Initial thoughts.

Seth Goodman sethg at GoodmanAssociates.com
Tue Feb 24 15:32:02 GMT 2004


A few more thoughts here.  If we take the proposal that I just made,
used the option for an SRS hash with a sender callback from the far end,
used a CRC32 instead of sender_sig2, we have just removed any
requirement for public key crypto at the receiving end, which is a huge
savings in CPU cycles (unless you've got dedicated hardware).  The
sender callback from the far end, which I suppose would be to the MX for
the sending domain, has one distinct advantage that other anti-spam
folks have been suggesting for a while:  add a cost to _sending_ email,
not to receiving it.  In any case, this is very lightweight at the
receiving end:  DNS tests on the SMTP-sender, one sender callback to the
return address domain and a CRC32 calculation.
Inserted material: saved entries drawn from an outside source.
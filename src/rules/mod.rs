//! Rule model - actions, subdirectory rules and file patterns

mod action;
mod condition;
mod engine;
mod pattern;

pub use action::{Action, Mode};
pub use condition::{Condition, OptionSet, is_active, split_list};
pub use engine::{ResolvedSubdir, RuleEngine};
pub use pattern::{Pattern, TargetCheck, translate_template};

/// A directory rule: which files to select below a directory and which
/// actions to run on them
#[derive(Debug, Clone)]
pub struct Subdir {
    /// Directory relative to the source and destination roots
    pub name: String,

    pub condition: Condition,

    /// Actions to run, in order; empty means the default action order
    pub actions: Vec<String>,

    /// Patterns selecting files, processed in declaration order
    pub updates: Vec<Pattern>,

    /// Patterns removing files from every update selection
    pub excludes: Vec<Pattern>,

    /// Apply the same rule to every directory below this one
    pub recurse: bool,
}

impl Subdir {
    pub fn new(name: impl Into<String>, condition: Condition, actions: Vec<String>, recurse: bool) -> Self {
        Self {
            name: name.into(),
            condition,
            actions,
            updates: Vec::new(),
            excludes: Vec::new(),
            recurse,
        }
    }

    /// Add an update pattern
    pub fn add_update(&mut self, pattern: Pattern) {
        self.updates.push(pattern);
    }

    /// Add an exclude pattern
    pub fn add_exclude(&mut self, pattern: Pattern) {
        self.excludes.push(pattern);
    }
}
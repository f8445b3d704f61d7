//! Media URI extraction from time-shift playlist bodies
//!
//! The playlist endpoint answers with an HLS master playlist whose variant
//! points at the chunk list of the requested program:
//!
//! ```text
//! #EXTM3U
//! #EXT-X-VERSION:6
//! #EXT-X-STREAM-INF:PROGRAM-ID=1,BANDWIDTH=52973,CODECS="mp4a.40.5"
//! https://radiko.jp/v2/api/ts/chunklist/NejwhFyQ.m3u8
//! ```

use crate::error::{Error, Result};
use m3u8_rs::Playlist;
use tracing::debug;

/// Extract the media URI referenced by a playlist body
///
/// Master playlists yield their first variant; media playlists their first
/// segment. A body that is not a playlist, or one that references nothing,
/// is a parsing error.
pub fn uri_from_m3u8(body: &[u8]) -> Result<String> {
    let playlist = m3u8_rs::parse_playlist_res(body)
        .map_err(|e| Error::playlist(format!("body is not an M3U8 playlist: {e:?}")))?;

    let uri = match playlist {
        Playlist::MasterPlaylist(master) => master.variants.into_iter().map(|v| v.uri).next(),
        Playlist::MediaPlaylist(media) => media.segments.into_iter().map(|s| s.uri).next(),
    };

    match uri.map(|u| u.trim().to_string()) {
        Some(uri) if !uri.is_empty() => {
            debug!("Playlist references {}", uri);
            Ok(uri)
        }
        _ => Err(Error::playlist("playlist references no media URI")),
    }
}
The only downside here is that nothing stops a spammy sender from just
saying ACK to any sender callback from his domain without doing the hash
verification.  He opens _himself_ up to forgery and joe-jobs, but he
probably doesn't care, so I suppose we shouldn't either.  If he says the
mail came from him and it didn't, then it's _his_ problem.  Perhaps not
as airtight as the public key method, but pretty good.